Erik Eckel suggests three easy methods for Windows and Mac users to be able to share email, calendars, and documents.
Some of the most frequent Mac questions my consultancy receives involve how best to integrate Macs and Windows machines within the same business. Often some staff are mobile, work remotely, yet still must access many of the same files and calendars used by coworkers.
Google Apps is one option, especially when combined with Gmail and Google Calendar. But many companies aren't entirely ready to abandon Microsoft Outlook, Word and Excel and seek seamless email, contacts and calendar integration across a variety of devices (including Mac computers, Windows workstations, iPads, iPhones, BlackBerries and other systems). In such cases, the intelligent pairing of a few common services can meet many businesses' needs.
Start with Dropbox
Dropbox hasn't collected 25 million users by accident.
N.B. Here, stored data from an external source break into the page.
//! Reachability capability used by the `active_url` rule.

use std::collections::HashSet;
use std::io;
use std::sync::Arc;
use std::time::{Duration, Instant};

use async_trait::async_trait;

use super::lookup::LookupError;
use crate::config::ValidatorConfig;

/// Injected host resolution check.
#[async_trait]
pub trait UrlProbe: Send + Sync {
    /// Whether `host` resolves to at least one address.
    async fn resolves(&self, host: &str) -> Result<bool, LookupError>;
}

/// Single name resolution attempt, without timeout or retry.
#[async_trait]
pub trait HostResolver: Send + Sync {
    /// `Ok(false)` when the name definitively does not exist; `Err` when
    /// the resolver could not answer.
    async fn lookup(&self, host: &str) -> io::Result<bool>;
}

/// Resolver backed by the system's `getaddrinfo` via `tokio::net::lookup_host`.
#[derive(Debug, Clone, Copy, Default)]
pub struct SystemResolver;

#[async_trait]
impl HostResolver for SystemResolver {
    async fn lookup(&self, host: &str) -> io::Result<bool> {
        match tokio::net::lookup_host((host, 80)).await {
            Ok(mut addrs) => Ok(addrs.next().is_some()),
            Err(err) if is_missing_host(&err) => Ok(false),
            Err(err) => Err(err),
        }
    }
}

/// `getaddrinfo` reasons meaning the name has no addresses, as worded by
/// glibc, musl and the BSDs. Anything else (`EAI_AGAIN`, `EAI_FAIL`, I/O)
/// is treated as a resolver failure.
const MISSING_HOST_REASONS: &[&str] = &[
    "Name or service not known",
    "No address associated with hostname",
    "nodename nor servname provided, or not known",
    "Name does not resolve",
    "No such host is known",
];

/// Windows `WSAHOST_NOT_FOUND`.
const WSAHOST_NOT_FOUND: i32 = 11001;

fn is_missing_host(err: &io::Error) -> bool {
    if cfg!(windows) && err.raw_os_error() == Some(WSAHOST_NOT_FOUND) {
        return true;
    }
    let message = err.to_string();
    MISSING_HOST_REASONS
        .iter()
        .any(|reason| message.contains(reason))
}

/// DNS-backed probe with a per-attempt timeout and a bounded retry count.
///
/// A missing name is an answer, not a failure: it returns `Ok(false)` at
/// once. Timeouts and resolver errors are retried, and the last one is
/// returned when every attempt fails.
#[derive(Clone)]
pub struct DnsProbe {
    resolver: Arc<dyn HostResolver>,
    timeout: Duration,
    attempts: u32,
}

impl std::fmt::Debug for DnsProbe {
    fn fmt(&self, f: &mut std::fmt::Formatter<'_>) -> std::fmt::Result {
        f.debug_struct("DnsProbe")
            .field("timeout", &self.timeout)
            .field("attempts", &self.attempts)
            .finish_non_exhaustive()
    }
}

impl DnsProbe {
    pub fn new(timeout: Duration, attempts: u32) -> Self {
        Self::with_resolver(Arc::new(SystemResolver), timeout, attempts)
    }

    pub fn with_resolver(resolver: Arc<dyn HostResolver>, timeout: Duration, attempts: u32) -> Self {
        Self {
            resolver,
            timeout,
            attempts: attempts.max(1),
        }
    }

    pub fn from_config(config: &ValidatorConfig) -> Self {
        Self::new(config.probe_timeout, config.probe_attempts)
    }
}

#[async_trait]
impl UrlProbe for DnsProbe {
    async fn resolves(&self, host: &str) -> Result<bool, LookupError> {
        let mut last_error = LookupError::Unavailable("DNS resolver");

        for attempt in 1..=self.attempts {
            let started = Instant::now();
            match tokio::time::timeout(self.timeout, self.resolver.lookup(host)).await {
                Ok(Ok(found)) => {
                    tracing::debug!(host, attempt, found, "DNS lookup answered");
                    return Ok(found);
                }
                Ok(Err(err)) => {
                    tracing::debug!(host, attempt, error = %err, "DNS lookup failed");
                    last_error = LookupError::Backend(err.to_string());
                }
                Err(_) => {
                    let elapsed_ms = started.elapsed().as_millis() as u64;
                    tracing::debug!(host, attempt, elapsed_ms, "DNS lookup timed out");
                    last_error = LookupError::Timeout { elapsed_ms };
                }
            }
        }

        Err(last_error)
    }
}

/// Probe answering from a fixed host list. Useful offline and in tests.
#[derive(Debug, Clone, Default)]
pub struct KnownHosts {
    hosts: HashSet<String>,
}

impl KnownHosts {
    pub fn new<I, S>(hosts: I) -> Self
    where
        I: IntoIterator<Item = S>,
        S: Into<String>,
    {
        Self {
            hosts: hosts
                .into_iter()
                .map(|h| h.into().to_ascii_lowercase())
                .collect(),
        }
    }
}

#[async_trait]
impl UrlProbe for KnownHosts {
    async fn resolves(&self, host: &str) -> Result<bool, LookupError> {
        Ok(self.hosts.contains(&host.to_ascii_lowercase()))
    }
}
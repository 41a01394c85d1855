//! Shared response envelope types for API handlers.

use serde::Serialize;

/// Standard `{ "data": T }` response envelope.
#[derive(Debug, Serialize)]
pub struct DataResponse<T: Serialize> {
    pub data: T,
}
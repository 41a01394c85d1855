use axum::http::StatusCode;
use axum::response::{IntoResponse, Response};
use formguard_core::error::CoreError;
use formguard_core::validation::rules::RuleError;
use serde_json::json;

/// Application-level error type for HTTP handlers.
///
/// Wraps [`CoreError`] for domain errors and adds HTTP-specific variants.
/// Implements [`IntoResponse`] to produce consistent JSON error responses.
#[derive(Debug, thiserror::Error)]
pub enum AppError {
    /// A domain-level error from `formguard_core`.
    #[error(transparent)]
    Core(#[from] CoreError),

    /// A bad request with a human-readable message.
    #[error("Bad request: {0}")]
    BadRequest(String),

    /// An internal error with a human-readable message.
    #[error("Internal error: {0}")]
    InternalError(String),
}

impl From<RuleError> for AppError {
    fn from(err: RuleError) -> Self {
        Self::Core(CoreError::Rules(err))
    }
}

/// Convenience type alias for handler return values.
pub type AppResult<T> = Result<T, AppError>;

impl IntoResponse for AppError {
    fn into_response(self) -> Response {
        let (status, code, message) = match &self {
            AppError::Core(core) => match core {
                CoreError::Rules(rule @ RuleError::Parse { .. }) => {
                    (StatusCode::BAD_REQUEST, "RULE_PARSE_ERROR", rule.to_string())
                }
                CoreError::Rules(rule @ RuleError::UnknownRule { .. }) => {
                    (StatusCode::BAD_REQUEST, "UNKNOWN_RULE", rule.to_string())
                }
                CoreError::Config(msg) | CoreError::Internal(msg) => {
                    tracing::error!(error = %msg, "Internal core error");
                    (
                        StatusCode::INTERNAL_SERVER_ERROR,
                        "INTERNAL_ERROR",
                        "An internal error occurred".to_string(),
                    )
                }
            },

            AppError::BadRequest(msg) => (StatusCode::BAD_REQUEST, "BAD_REQUEST", msg.clone()),
            AppError::InternalError(msg) => {
                tracing::error!(error = %msg, "Internal error");
                (
                    StatusCode::INTERNAL_SERVER_ERROR,
                    "INTERNAL_ERROR",
                    "An internal error occurred".to_string(),
                )
            }
        };

        let body = json!({
            "error": message,
            "code": code,
        });

        (status, axum::Json(body)).into_response()
    }
}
The company has produced an excellent and reliable cloud-based service that provides the equivalent of backup storage, remote access and file sharing within a single service. Best of all, Dropbox supports Windows, Mac, and Linux users, as well as iPads, iPhones, Androids and BlackBerries.
Basic memberships include 2GB of online storage for free. A Pro 50 account increases storage to 50GB (for just $9.99 a month), while a Pro 100 account costs less than $20 a month.
Should mobile staff require, Dropbox also extends the ability to cache files locally on laptops and desktops. Users can continue working even when an Internet connection isn't available. Upon reconnecting to the Internet, Dropbox then synchronizes files associated with the Dropbox account.
Using Dropbox, Windows and Mac staff can easily share files, including with remote users. Better yet, backups are built in. Dropbox even offers the ability to recover changes or deletions for one month. Since all file transfers occur using SSL connections, and because file stores are encrypted using AES-256 encryption, the service proves secure, too.
Select Microsoft Exchange
Mixed environments can then leverage Microsoft Exchange to synchronize and share email, contacts, and calendar data. Because new versions of Exchange are so well supported by iPhones, iPads and Mac OS X Snow Leopard, it's easy to service email, calendaring and contacts across all those Apple devices while simultaneously supporting Windows users.
Organizations need not invest in building and maintaining their own Windows server infrastructure, either. Microsoft itself has jumped in to provide hosted Exchange services that begin at as little as $5 per user per month.
Go FAT32 on portable media
Last, many businesses believe they're unable to transfer data between users or even the same user's own Mac and Windows computers due to Windows' preference for NTFS and a Mac's preference for the Mac OS Extended (Journaled) file system. But formatting thumb drives, external hard disks and other portable media using FAT32 means documents, spreadsheets, presentations, PDFs, photos, videos and other frequently used files can easily be migrated between both platforms.
When businesses find it necessary to transfer files quickly without Internet access or wanting to mess with network share settings and user permissions, portable media formatted using FAT32 provides a simple solution. Just beware; user's can't create files larger than 4GB when using FAT32.
As with other problem-solving scenarios, sometimes the troubleshooters overthink a solution. In some simple business environments in which both Macs and Windows machines must live side by side, overcoming previously troublesome file and collaboration issues may prove as easy as adopting the low-cost steps described here.